- TASK REQUIREMENTS
Line count for the string "group" in the records below: report that figure and nothing else.

BEGIN DATA SHOWN

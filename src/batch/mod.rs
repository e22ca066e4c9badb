pub mod context;
pub mod generational;
pub mod group;
pub mod mesh_batcher;

pub use context::UpdateContext;
pub use generational::{BatcherStats, GenerationalBatcher};
pub use group::{BatchGroup, BatchMember};
pub use mesh_batcher::MeshBatcher;
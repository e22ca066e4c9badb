// render/vertex.rs

use glam::{Affine2, Vec2};
use std::cell::RefCell;

thread_local! {
    static POOL: RefCell<Vec<VertexBuffer>> = const { RefCell::new(Vec::new()) };
}

/// Pooled export buffer handed from a drawable element to a batch group.
///
/// The position/color/uv arrays are parallel; `indices` are triangle indices
/// local to this buffer. Obtain with [`VertexBuffer::begin`] and return with
/// [`VertexBuffer::end`] exactly once after copying the contents out. All
/// batching runs on the single render thread, so the pool is thread-local.
#[derive(Debug, Default)]
pub struct VertexBuffer {
    pub positions: Vec<Vec2>,
    pub colors: Vec<[u8; 4]>,
    pub uvs: Vec<Vec2>,
    pub indices: Vec<u32>,
}

impl VertexBuffer {
    /// Takes a cleared buffer from the pool, or allocates a fresh one.
    pub fn begin() -> Self {
        POOL.with(|pool| pool.borrow_mut().pop()).unwrap_or_default()
    }

    /// Returns the buffer to the pool. Contents are cleared; capacity is
    /// kept so steady-state exports stop allocating.
    pub fn end(mut self) {
        self.positions.clear();
        self.colors.clear();
        self.uvs.clear();
        self.indices.clear();
        POOL.with(|pool| pool.borrow_mut().push(self));
    }

    pub fn vertex_count(&self) -> usize {
        self.positions.len()
    }

    pub fn index_count(&self) -> usize {
        self.indices.len()
    }

    pub fn is_empty(&self) -> bool {
        self.positions.is_empty()
    }

    /// Appends one axis-aligned quad (4 vertices, 6 indices) transformed by
    /// `world`, with uvs spanning `uv_min..uv_max`.
    pub fn add_quad(
        &mut self,
        world: Affine2,
        min: Vec2,
        max: Vec2,
        uv_min: Vec2,
        uv_max: Vec2,
        color: [u8; 4],
    ) {
        let base = self.positions.len() as u32;
        let corners = [
            Vec2::new(min.x, min.y),
            Vec2::new(max.x, min.y),
            Vec2::new(max.x, max.y),
            Vec2::new(min.x, max.y),
        ];
        let uvs = [
            Vec2::new(uv_min.x, uv_min.y),
            Vec2::new(uv_max.x, uv_min.y),
            Vec2::new(uv_max.x, uv_max.y),
            Vec2::new(uv_min.x, uv_max.y),
        ];
        for (corner, uv) in corners.iter().zip(uvs.iter()) {
            self.positions.push(world.transform_point2(*corner));
            self.colors.push(color);
            self.uvs.push(*uv);
        }
        self.indices
            .extend_from_slice(&[base, base + 1, base + 2, base, base + 2, base + 3]);
    }
}

#[cfg(test)]
mod tests {
    use super::*;

    #[test]
    fn add_quad_appends_four_vertices_six_indices() {
        let mut vb = VertexBuffer::begin();
        vb.add_quad(
            Affine2::IDENTITY,
            Vec2::ZERO,
            Vec2::ONE,
            Vec2::ZERO,
            Vec2::ONE,
            [255; 4],
        );
        assert_eq!(vb.vertex_count(), 4);
        assert_eq!(vb.index_count(), 6);
        assert_eq!(vb.colors.len(), 4);
        assert_eq!(vb.uvs.len(), 4);

        // Second quad indexes past the first.
        vb.add_quad(
            Affine2::IDENTITY,
            Vec2::ZERO,
            Vec2::ONE,
            Vec2::ZERO,
            Vec2::ONE,
            [255; 4],
        );
        assert_eq!(vb.indices[6..], [4, 5, 6, 4, 6, 7]);
        vb.end();
    }

    #[test]
    fn quad_positions_are_world_transformed() {
        let world = Affine2::from_translation(Vec2::new(10.0, 0.0));
        let mut vb = VertexBuffer::begin();
        vb.add_quad(world, Vec2::ZERO, Vec2::ONE, Vec2::ZERO, Vec2::ONE, [0; 4]);
        assert!(vb.positions[0].abs_diff_eq(Vec2::new(10.0, 0.0), 1e-6));
        assert!(vb.positions[2].abs_diff_eq(Vec2::new(11.0, 1.0), 1e-6));
        vb.end();
    }

    #[test]
    fn end_returns_cleared_buffer_to_pool() {
        let mut vb = VertexBuffer::begin();
        vb.add_quad(
            Affine2::IDENTITY,
            Vec2::ZERO,
            Vec2::ONE,
            Vec2::ZERO,
            Vec2::ONE,
            [255; 4],
        );
        vb.end();

        let reused = VertexBuffer::begin();
        assert!(reused.is_empty());
        assert_eq!(reused.index_count(), 0);
        reused.end();
    }
}
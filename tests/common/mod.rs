#![allow(dead_code)]

use batch2d::{BatchState, Drawable, Material, Transform, VertexBuffer};
use glam::{Affine2, Vec2};

/// What `export_vertices` hands back, so tests can cover the degenerate
/// paths too.
#[derive(Debug, Clone, Copy, PartialEq, Eq)]
pub enum ExportMode {
    /// One unit quad: 4 vertices, 6 indices.
    Quad,
    /// A buffer with zero vertices.
    Empty,
    /// No buffer at all.
    Nothing,
}

/// Minimal host-side drawable used by the integration tests.
pub struct TestElement {
    pub material: Option<Material>,
    pub transform: Transform,
    pub size: Vec2,
    pub color: [u8; 4],
    pub export: ExportMode,
    pub enabled: bool,
    pub batched: bool,
    pub sorting_order: u32,
    pub state: BatchState,
}

impl TestElement {
    pub fn quad(material: Material) -> Self {
        Self {
            material: Some(material),
            transform: Transform::IDENTITY,
            size: Vec2::ONE,
            color: [255, 255, 255, 255],
            export: ExportMode::Quad,
            enabled: true,
            batched: false,
            sorting_order: 0,
            state: BatchState::default(),
        }
    }

    pub fn unbatchable() -> Self {
        Self {
            material: None,
            ..Self::quad(Material::new(0))
        }
    }

    pub fn at(mut self, position: Vec2) -> Self {
        self.transform = Transform::from_translation(position);
        self
    }

    pub fn exporting(mut self, export: ExportMode) -> Self {
        self.export = export;
        self
    }

    pub fn disabled(mut self) -> Self {
        self.enabled = false;
        self
    }
}

impl Drawable for TestElement {
    fn material(&self) -> Option<Material> {
        self.material
    }

    fn world_matrix(&self) -> Affine2 {
        self.transform.matrix()
    }

    fn export_vertices(&mut self, world: Affine2) -> Option<VertexBuffer> {
        match self.export {
            ExportMode::Nothing => None,
            ExportMode::Empty => Some(VertexBuffer::begin()),
            ExportMode::Quad => {
                let mut buffer = VertexBuffer::begin();
                buffer.add_quad(
                    world,
                    Vec2::ZERO,
                    self.size,
                    Vec2::ZERO,
                    Vec2::ONE,
                    self.color,
                );
                Some(buffer)
            }
        }
    }

    fn set_batched(&mut self, batched: bool) {
        self.batched = batched;
    }

    fn renderer_enabled(&self) -> bool {
        self.enabled
    }

    fn set_sorting_order(&mut self, order: u32) {
        self.sorting_order = order;
    }

    fn batch_state(&self) -> &BatchState {
        &self.state
    }

    fn batch_state_mut(&mut self) -> &mut BatchState {
        &mut self.state
    }
}
use base64::engine::general_purpose::URL_SAFE_NO_PAD;
use base64::Engine;
use rand::RngCore;
use sha2::{Digest, Sha256};

/// PKCE验证对（OAuth授权码流程防拦截）
///
/// verifier随续接令牌带出，challenge随授权跳转带出，
/// 回调换token时Twitter校验两者匹配。
#[derive(Debug, Clone)]
pub struct PkcePair {
    pub verifier: String,
    pub challenge: String,
}

impl PkcePair {
    /// 生成新的PKCE验证对（S256方式）
    pub fn generate() -> Self {
        let mut bytes = [0u8; 32];
        rand::thread_rng().fill_bytes(&mut bytes);
        let verifier = URL_SAFE_NO_PAD.encode(bytes);

        let challenge = Self::challenge_for(&verifier);

        Self { verifier, challenge }
    }

    /// 计算verifier对应的S256 challenge
    pub fn challenge_for(verifier: &str) -> String {
        let digest = Sha256::digest(verifier.as_bytes());
        URL_SAFE_NO_PAD.encode(digest)
    }
}
use async_trait::async_trait;
use database::member::model::WaitlistMember;
use database::member::repository::DynMemberRepository;
use std::sync::Arc;
use tracing::info;
use utils::{AppError, AppResult};

pub type DynReferralService = Arc<dyn ReferralServiceTrait + Send + Sync>;

/// 归因结果
#[derive(Debug, Clone)]
pub struct AttributionOutcome {
    /// 归因后的成员记录（已绑定过时为原样返回）
    pub member: WaitlistMember,
    /// 邀请人的Twitter用户名
    pub referrer_handle: String,
    /// 本次是否实际写入，已绑定过的成员为false
    pub applied: bool,
}

#[async_trait]
pub trait ReferralServiceTrait {
    /// 把邀请码归因到成员身上
    ///
    /// referred_by只在当前未绑定时写入，已有归因永不覆盖。
    async fn attribute(&self, twitter_id: &str, code: &str) -> AppResult<AttributionOutcome>;
}

#[derive(Clone)]
pub struct ReferralService {
    repository: DynMemberRepository,
}

impl ReferralService {
    pub fn new(repository: DynMemberRepository) -> Self {
        Self { repository }
    }
}

#[async_trait]
impl ReferralServiceTrait for ReferralService {
    async fn attribute(&self, twitter_id: &str, code: &str) -> AppResult<AttributionOutcome> {
        // 1. 邀请码必须属于一个真实成员
        let referrer = self
            .repository
            .find_by_referral_code(code)
            .await?
            .ok_or_else(|| AppError::BadRequest("Invalid referral code".to_string()))?;

        // 2. 拒绝自我邀请
        if referrer.twitter_id == twitter_id {
            return Err(AppError::BadRequest("Cannot use your own referral code".to_string()));
        }

        // 3. 条件更新：referred_by为null时才写入，并发下也不会覆盖已有归因
        let applied = self.repository.attribute_referral(twitter_id, &referrer.twitter_id).await?;

        // 4. 回读成员状态；更新没有匹配到文档时由这里区分"已绑定"和"成员不存在"
        let member = self
            .repository
            .find_by_twitter_id(twitter_id)
            .await?
            .ok_or_else(|| AppError::NotFound(format!("Member with twitter_id: {} not found", twitter_id)))?;

        if applied {
            info!("🔗 邀请归因成功: member={} referrer={}", member.handle, referrer.handle);
        }

        Ok(AttributionOutcome {
            member,
            referrer_handle: referrer.handle,
            applied,
        })
    }
}
use crate::auth::PENDING_REF_COOKIE;
use crate::services::Services;
use axum::{extract::Path, response::Redirect, routing::get, Extension, Router};
use axum_extra::extract::cookie::{Cookie, CookieJar, SameSite};
use tracing::info;

/// 邀请着陆控制器
///
/// 挂在根路径而非/api/v1下，用户拿到的邀请链接就是 {app_url}/ref/{code}。
pub struct LandingController;

impl LandingController {
    pub fn app() -> Router {
        Router::new().route("/ref/:code", get(referral_landing))
    }
}

/// 邀请链接着陆
///
/// 把路径里的邀请码种进pending_ref Cookie后跳回首页，
/// 后续发起登录时由认证流程带走并在回调中完成归因。
#[utoipa::path(
    get,
    path = "/ref/{code}",
    tag = "landing",
    params(
        ("code" = String, Path, description = "邀请码")
    ),
    responses(
        (status = 307, description = "种下pending_ref Cookie后跳回首页")
    )
)]
pub async fn referral_landing(
    Extension(services): Extension<Services>,
    Path(code): Path<String>,
    jar: CookieJar,
) -> (CookieJar, Redirect) {
    info!("🔗 邀请着陆: code={}", code);

    // 会话级Cookie，浏览器关闭即失效，贴近来源页面的sessionStorage语义
    let pending_cookie = Cookie::build((PENDING_REF_COOKIE, code))
        .path("/")
        .same_site(SameSite::Lax)
        .build();

    (jar.add(pending_cookie), Redirect::temporary(&services.config.app_url))
}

END DATA SHOWN

- WRITTEN RESPONSE
3